Quatrième critère. Dans toutes les affaires aujourd’hui, la prévention des rapports sexuels est comprise comme l’usage du préservatif. C’est le préservatif qui est retenu comme la manifestation de la préoccupation face au risque de transmission. Nous ne savons pas ce qui se passera lorsqu’il y aura des procédures engagées pour transmission ou exposition concernant des personnes qui n’utilisent pas de préservatifs, mais qui sont traitées efficacement. Certains juristes nous ont expliqué que s’il y avait transmission malgré l’usage du préservatif, il s’agirait d’un cas de force majeure qui est exonératoire de la responsabilité. On ne peut pas garantir la même chose concernant le traitement.
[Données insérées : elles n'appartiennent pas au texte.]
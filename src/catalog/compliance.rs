//! Compliance framework catalog: named controls, their NAC relevance tier
//! and the NAC capabilities that satisfy them.

use serde::{Deserialize, Serialize};

/// How much a control matters when scoring a vendor against a framework.
#[derive(Debug, Clone, Copy, PartialEq, Eq, Serialize, Deserialize)]
#[serde(rename_all = "lowercase")]
pub enum ControlTier {
    Critical,
    Important,
    Beneficial,
}

impl ControlTier {
    pub fn weight(self) -> f64 {
        match self {
            ControlTier::Critical => 3.0,
            ControlTier::Important => 2.0,
            ControlTier::Beneficial => 1.0,
        }
    }
}

#[derive(Debug, Clone, Serialize, Deserialize)]
pub struct Control {
    pub id: String,
    pub name: String,
    pub tier: ControlTier,
    /// Feature-matrix capability names that implement this control. A
    /// vendor's support for the control is derived from these.
    #[serde(default)]
    pub capabilities: Vec<String>,
}

#[derive(Debug, Clone, Serialize, Deserialize)]
pub struct ComplianceFramework {
    pub id: String,
    pub name: String,
    #[serde(default)]
    pub description: String,
    pub controls: Vec<Control>,
    /// Maximum regulatory fine, USD, for report context.
    #[serde(default)]
    pub max_fine: Option<f64>,
}
//! Weighted scoring primitives shared by feature-coverage, compliance and
//! risk scoring. One formula, three catalogs:
//!
//! ```text
//! score = 100 * sum(weight_i * value_i) / sum(weight_i)
//! ```
//!
//! A zero-total weight table is a typed error, never a NaN.

pub mod compliance;
pub mod coverage;
pub mod risk;

pub use compliance::{industry_compliance, ComplianceSummary, FrameworkScore};
pub use coverage::{feature_coverage, CoverageScore};
pub use risk::{assess_threats, RiskAssessment};

use crate::errors::{AnalysisError, Result};

/// One scored item: a non-negative importance weight and a value in [0, 1].
#[derive(Debug, Clone, Copy)]
pub struct WeightedEntry {
    pub weight: f64,
    pub value: f64,
}

impl WeightedEntry {
    pub fn new(weight: f64, value: f64) -> Self {
        Self { weight, value }
    }
}

/// Weighted average of `entries`, scaled to a 0-100 percentage.
///
/// `context` names the score being computed so an empty weight table error
/// points at the right dataset.
pub fn weighted_score<I>(entries: I, context: &str) -> Result<f64>
where
    I: IntoIterator<Item = WeightedEntry>,
{
    let mut weight_total = 0.0;
    let mut value_total = 0.0;
    for entry in entries {
        if entry.weight < 0.0 {
            return Err(AnalysisError::validation(format!(
                "negative weight in {context}"
            )));
        }
        weight_total += entry.weight;
        value_total += entry.weight * entry.value;
    }

    if weight_total == 0.0 {
        return Err(AnalysisError::EmptyWeightTable(context.to_string()));
    }
    Ok(100.0 * value_total / weight_total)
}

#[cfg(test)]
mod tests {
    use super::*;

    #[test]
    fn all_full_support_scores_100() {
        let entries = vec![
            WeightedEntry::new(3.0, 1.0),
            WeightedEntry::new(2.0, 1.0),
            WeightedEntry::new(1.0, 1.0),
        ];
        assert_eq!(weighted_score(entries, "test").unwrap(), 100.0);
    }

    #[test]
    fn all_none_support_scores_0() {
        let entries = vec![WeightedEntry::new(3.0, 0.0), WeightedEntry::new(1.0, 0.0)];
        assert_eq!(weighted_score(entries, "test").unwrap(), 0.0);
    }

    #[test]
    fn empty_table_is_a_typed_error() {
        let err = weighted_score(std::iter::empty(), "feature coverage").unwrap_err();
        assert!(matches!(err, AnalysisError::EmptyWeightTable(_)));
    }

    #[test]
    fn zero_total_weight_is_a_typed_error() {
        let entries = vec![WeightedEntry::new(0.0, 1.0)];
        assert!(matches!(
            weighted_score(entries, "test"),
            Err(AnalysisError::EmptyWeightTable(_))
        ));
    }

    #[test]
    fn negative_weight_is_rejected() {
        let entries = vec![WeightedEntry::new(-1.0, 1.0)];
        assert!(matches!(
            weighted_score(entries, "test"),
            Err(AnalysisError::Validation(_))
        ));
    }

    #[test]
    fn order_of_entries_does_not_matter() {
        let a = vec![
            WeightedEntry::new(3.0, 0.5),
            WeightedEntry::new(2.0, 1.0),
            WeightedEntry::new(1.0, 0.0),
        ];
        let mut b = a.clone();
        b.reverse();
        let score_a = weighted_score(a, "test").unwrap();
        let score_b = weighted_score(b, "test").unwrap();
        assert!((score_a - score_b).abs() < 1e-9);
    }
}
//! Threat-exposure scoring: expected annual loss from a threat model and the
//! portion a NAC deployment removes, scaled by how capable the vendor is.

use serde::{Deserialize, Serialize};

use crate::catalog::{Severity, ThreatModel};
use crate::errors::{AnalysisError, Result};

#[derive(Debug, Clone, Serialize, Deserialize)]
pub struct CategoryExposure {
    pub name: String,
    pub expected_annual_loss: f64,
    pub residual_annual_loss: f64,
}

#[derive(Debug, Clone, Serialize, Deserialize)]
pub struct RiskAssessment {
    /// Sum of likelihood x impact over every threat, USD per year.
    pub expected_annual_loss: f64,
    /// Exposure remaining after mitigation, USD per year.
    pub residual_annual_loss: f64,
    /// Dollar value of the removed exposure.
    pub risk_reduction_value: f64,
    /// Removed exposure as a percentage of the total, 0-100.
    pub mitigation_pct: f64,
    pub by_category: Vec<CategoryExposure>,
    pub critical_threats: usize,
    pub total_threats: usize,
}

/// Assess a threat model with a vendor effectiveness factor in [0, 1].
///
/// Effectiveness scales each threat's NAC mitigation: a vendor covering the
/// whole feature matrix realizes the full mitigation, a weaker one
/// proportionally less. Pass 1.0 for the model's nominal mitigation.
pub fn assess_threats(model: &ThreatModel, effectiveness: f64) -> Result<RiskAssessment> {
    if !(0.0..=1.0).contains(&effectiveness) {
        return Err(AnalysisError::validation(format!(
            "effectiveness must be within [0, 1], got {effectiveness}"
        )));
    }

    let mut by_category = Vec::with_capacity(model.categories.len());
    let mut expected_total = 0.0;
    let mut residual_total = 0.0;
    let mut critical_threats = 0;
    let mut total_threats = 0;

    for category in &model.categories {
        let mut expected = 0.0;
        let mut residual = 0.0;
        for threat in &category.threats {
            let eal = threat.expected_annual_loss();
            expected += eal;
            residual += eal * (1.0 - threat.nac_mitigation * effectiveness);
            if threat.severity == Severity::Critical {
                critical_threats += 1;
            }
            total_threats += 1;
        }
        expected_total += expected;
        residual_total += residual;
        by_category.push(CategoryExposure {
            name: category.name.clone(),
            expected_annual_loss: expected,
            residual_annual_loss: residual,
        });
    }

    let risk_reduction_value = expected_total - residual_total;
    let mitigation_pct = if expected_total > 0.0 {
        100.0 * risk_reduction_value / expected_total
    } else {
        0.0
    };

    Ok(RiskAssessment {
        expected_annual_loss: expected_total,
        residual_annual_loss: residual_total,
        risk_reduction_value,
        mitigation_pct,
        by_category,
        critical_threats,
        total_threats,
    })
}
Autrement dit, avec un traitement bien suivi, une charge virale dans le sang inférieure à 20 copies, on ne peut pas garantir qu’il n’y ait pas de temps en temps un peu de VIH dans le sperme… et donc qu’une transmission soit possible même si le traitement est bien suivi, la charge virale indétectable… D’autres juristes nous disent que nous sommes, dans ce cas-là, dans une situation d’aléa, qui, elle, n’est pas exonératoire de la responsabilité. Nous devons réfléchir à cela. Il paraîtrait impensable que ce qui est une évidence en termes de santé publique aujourd’hui sur la promotion des préventions biomédicales, soit en décalage sur le plan juridique. C’est un motif d’alerte que nous mentionnons dans l’avis. Mais il est à craindre malheureusement que cette réflexion n’ait lieu que le jour où un cas de transmission concernant une personne sous traitement efficace vienne au tribunal.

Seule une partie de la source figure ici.